Understanding “What is Databricks” is pivotal for professionals and organizations aiming to harness the power of data to drive informed decisions. In the rapidly evolving landscape of analytics and data management, Databricks has emerged as a transformative data platform, revolutionizing the way businesses handle data of all sizes and at every velocity. In this comprehensive guide, we delve into the nuances of Databricks, shedding light on its significance and its capabilities.
What is Databricks?
Databricks is a groundbreaking data warehousing, data engineering and data science platform, in that it is up to 12X faster than other platforms, and is the first completely unified, cloud-native data platform.
In asking “What is Databricks?”, it is clear that the company positions all of its capabilities within the broader context of its Databricks “Lakehouse” platform, touting it as the most unified, open and scalable of any data platform on the market. Built on open source and open standards, it creates a true, seamless “data estate” that combines the optimal elements of both data lakes and warehouses in order to reduce overall costs and deliver on data and AI initiatives more efficiently. It does this by eliminating the silos that historically separate and complicate data and AI and by providing industry leading data capabilities.
Powered by Apache Spark, a powerful open-source analytics engine, Databricks transcends traditional data platform boundaries. It acts as a catalyst, propelling data engineers, data scientists, a well as business analysts into unusually productive collaboration. In this innovative context, professionals from diverse backgrounds converge, seamlessly sharing their expertise and knowledge. The value that often emerges from this cross-discipline data collaboration is transformative.
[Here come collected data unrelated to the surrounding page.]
//! Errors that end webhook handling early.

use axum::{
    http::StatusCode,
    response::{IntoResponse, Response},
};
use thiserror::Error;

/// Terminal failure for an inbound webhook request.
///
/// The `Display` text is the response body sent to the caller.
#[derive(Debug, Error, PartialEq, Eq)]
pub enum WebhookError {
    #[error("Unauthorized: Missing X-Gitlab-Token header")]
    MissingToken,

    #[error("Unauthorized: Invalid X-Gitlab-Token")]
    InvalidToken,

    #[error("Method Not Allowed")]
    MethodNotAllowed,

    #[error("Failed to read request body")]
    BodyRead,

    #[error("Bad Request: Failed to parse JSON payload")]
    Parse,

    #[error("Bad Request: Missing project ID or merge request IID in payload")]
    MissingField,
}

impl WebhookError {
    pub fn status_code(&self) -> StatusCode {
        match self {
            WebhookError::MissingToken | WebhookError::InvalidToken => StatusCode::UNAUTHORIZED,
            WebhookError::MethodNotAllowed => StatusCode::METHOD_NOT_ALLOWED,
            WebhookError::BodyRead => StatusCode::INTERNAL_SERVER_ERROR,
            WebhookError::Parse | WebhookError::MissingField => StatusCode::BAD_REQUEST,
        }
    }
}

impl IntoResponse for WebhookError {
    fn into_response(self) -> Response {
        (self.status_code(), self.to_string()).into_response()
    }
}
The Key Components of Databricks
Databricks comprises several integral components, each playing a vital role in its functionality. At the highest level, the two main elements of Databricks are:
- The Databricks Workspace – as a collaborative environment where teams can create and manage notebooks, collaborate on code, and visualize data.
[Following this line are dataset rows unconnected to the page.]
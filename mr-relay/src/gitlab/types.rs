//! GitLab wire types.
//!
//! This module defines the message formats for:
//! - Inbound merge-request webhook events (`object_kind = "merge_request"`)
//! - Outbound note creation requests (`POST .../merge_requests/:iid/notes`)

use serde::{Deserialize, Serialize};

/// The only `object_kind` this service acts on.
pub const MERGE_REQUEST_KIND: &str = "merge_request";

// =============================================================================
// Webhook Event (inbound)
// =============================================================================

/// Webhook event as sent by GitLab.
///
/// Every field is optional: absent or `null` values decode to their zero
/// value so that validation, not parsing, decides whether an event is usable.
#[derive(Debug, Clone, Default, Serialize, Deserialize)]
pub struct WebhookEvent {
    /// Event type tag, e.g. `merge_request`, `push`, `note`
    #[serde(default)]
    pub object_kind: Option<String>,
    /// Project the event belongs to
    #[serde(default)]
    pub project: Option<ProjectInfo>,
    /// Merge request attributes
    #[serde(default)]
    pub object_attributes: Option<ObjectAttributes>,
}

#[derive(Debug, Clone, Default, Serialize, Deserialize)]
pub struct ProjectInfo {
    #[serde(default)]
    pub id: Option<u64>,
}

#[derive(Debug, Clone, Default, Serialize, Deserialize)]
pub struct ObjectAttributes {
    /// Project-scoped merge request number
    #[serde(default)]
    pub iid: Option<u64>,
    #[serde(default)]
    pub state: Option<String>,
    #[serde(default)]
    pub action: Option<String>,
}

impl WebhookEvent {
    pub fn kind(&self) -> &str {
        self.object_kind.as_deref().unwrap_or_default()
    }

    /// Project id, `0` when absent.
    pub fn project_id(&self) -> u64 {
        self.project.as_ref().and_then(|p| p.id).unwrap_or(0)
    }

    /// Merge request IID, `0` when absent.
    pub fn merge_request_iid(&self) -> u64 {
        self.object_attributes
            .as_ref()
            .and_then(|a| a.iid)
            .unwrap_or(0)
    }

    pub fn state(&self) -> &str {
        self.object_attributes
            .as_ref()
            .and_then(|a| a.state.as_deref())
            .unwrap_or_default()
    }

    pub fn action(&self) -> &str {
        self.object_attributes
            .as_ref()
            .and_then(|a| a.action.as_deref())
            .unwrap_or_default()
    }

    pub fn is_merge_request(&self) -> bool {
        self.kind() == MERGE_REQUEST_KIND
    }
}

// =============================================================================
// Comment Request (outbound)
// =============================================================================

/// Body of a note creation request.
#[derive(Debug, Clone, PartialEq, Eq, Serialize, Deserialize)]
pub struct CommentRequest {
    pub body: String,
}

impl CommentRequest {
    pub fn new(body: impl Into<String>) -> Self {
        Self { body: body.into() }
    }
}
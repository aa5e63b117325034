//! Web server module for handling inbound GitLab webhooks.
//!
//! This module provides a thin web server that:
//! - Receives merge request webhooks from GitLab
//! - Verifies the shared token
//! - Spawns the note relay in the background
//! - Returns 200 OK without waiting for GitLab's answer

pub mod auth;
pub mod error;
pub mod handlers;

use axum::{
    routing::{any, get},
    Router,
};
use tower_http::trace::TraceLayer;

pub use auth::{is_token_verification_enabled, verify_gitlab_token, GITLAB_TOKEN_HEADER};
pub use error::WebhookError;
pub use handlers::{gitlab_webhook, health, AppState, HealthResponse};

/// Build the application router.
pub fn router(state: AppState) -> Router {
    Router::new()
        .route("/health", get(health))
        .route("/webhook", any(gitlab_webhook))
        .layer(TraceLayer::new_for_http())
        .with_state(state)
}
- The Databricks Runtime – the Databricks runtime provides optimized execution for Apache Spark jobs, ensuring high performance and reliability.
The main user capabilities in the platform that comprise the Databricks Lakehouse platform, in an overall context of seamless collaboration across the platform:
- Data Sharing – A secure, open, secure, zero-copy sharing of all data
- Data Governance – Unified governance of all platform objects including data, workflows, analytics and AI
- Data Management – Secured, performant and and reliable data and analytics
- Data Warehousing – Serverless cloud DW for analytics of every kind
- Data Engineering – Modern data orchestration/ETL for batch as as well as streaming data, and analytics and AI workflows.
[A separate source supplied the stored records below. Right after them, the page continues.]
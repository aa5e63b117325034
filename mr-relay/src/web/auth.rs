//! GitLab webhook token verification.
//!
//! GitLab sends the secret configured on the webhook verbatim in the
//! `X-Gitlab-Token` header. There is no signature, only a shared value.
//! Reference: https://docs.gitlab.com/ee/user/project/integrations/webhooks.html#validate-requests-with-a-secret-token

use axum::http::HeaderMap;
use tracing::{debug, warn};

use super::error::WebhookError;

/// Header carrying the shared secret.
pub const GITLAB_TOKEN_HEADER: &str = "X-Gitlab-Token";

/// Check the `X-Gitlab-Token` header against the configured secret.
///
/// With no secret configured every request passes. That default is weak and
/// is logged on every request so it does not go unnoticed.
pub fn verify_gitlab_token(
    secret: Option<&str>,
    headers: &HeaderMap,
    remote_addr: &str,
) -> Result<(), WebhookError> {
    let Some(expected) = secret.filter(|s| is_token_verification_enabled(s)) else {
        warn!(remote_addr = %remote_addr, "webhook_token_not_configured_skipping_validation");
        return Ok(());
    };

    // An empty header value counts as missing.
    let Some(provided) = headers
        .get(GITLAB_TOKEN_HEADER)
        .filter(|value| !value.is_empty())
    else {
        warn!(remote_addr = %remote_addr, "webhook_token_missing");
        return Err(WebhookError::MissingToken);
    };

    if !constant_time_compare(expected.as_bytes(), provided.as_bytes()) {
        warn!(
            remote_addr = %remote_addr,
            expected_length = expected.len(),
            actual_length = provided.len(),
            "webhook_token_invalid"
        );
        return Err(WebhookError::InvalidToken);
    }

    debug!(remote_addr = %remote_addr, "webhook_token_valid");
    Ok(())
}

/// Constant-time byte comparison to prevent timing attacks.
fn constant_time_compare(a: &[u8], b: &[u8]) -> bool {
    if a.len() != b.len() {
        return false;
    }

    let mut result = 0u8;
    for (x, y) in a.iter().zip(b.iter()) {
        result |= x ^ y;
    }
    result == 0
}

/// Check if token verification is enabled for a configured secret.
pub fn is_token_verification_enabled(secret: &str) -> bool {
    !secret.is_empty()
}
- Data Streaming – Analytics, AI and streaming applications in real-time, made simple
- Data Science – Scalable, collaborative data science
- Artificial Intelligence – Create, train, and manage a full lifecycle of AI applications
- MosaicML – Train and deploy generative AI models in a secure, reproducible fashion
Additionally, Databricks Community Edition offers a free version of the platform, allowing users to explore its capabilities without initial financial commitments.
Understand the Databricks Architecture: Cloud Native
When understanding “what is Databricks”, questions around the Databricks architecture and deployment often arise. According the Databricks FAQ, while users can source data from on premise data sources of just about any kind, the platform itself is “currently available on Microsoft Azure, Amazon AWS and Google Cloud“.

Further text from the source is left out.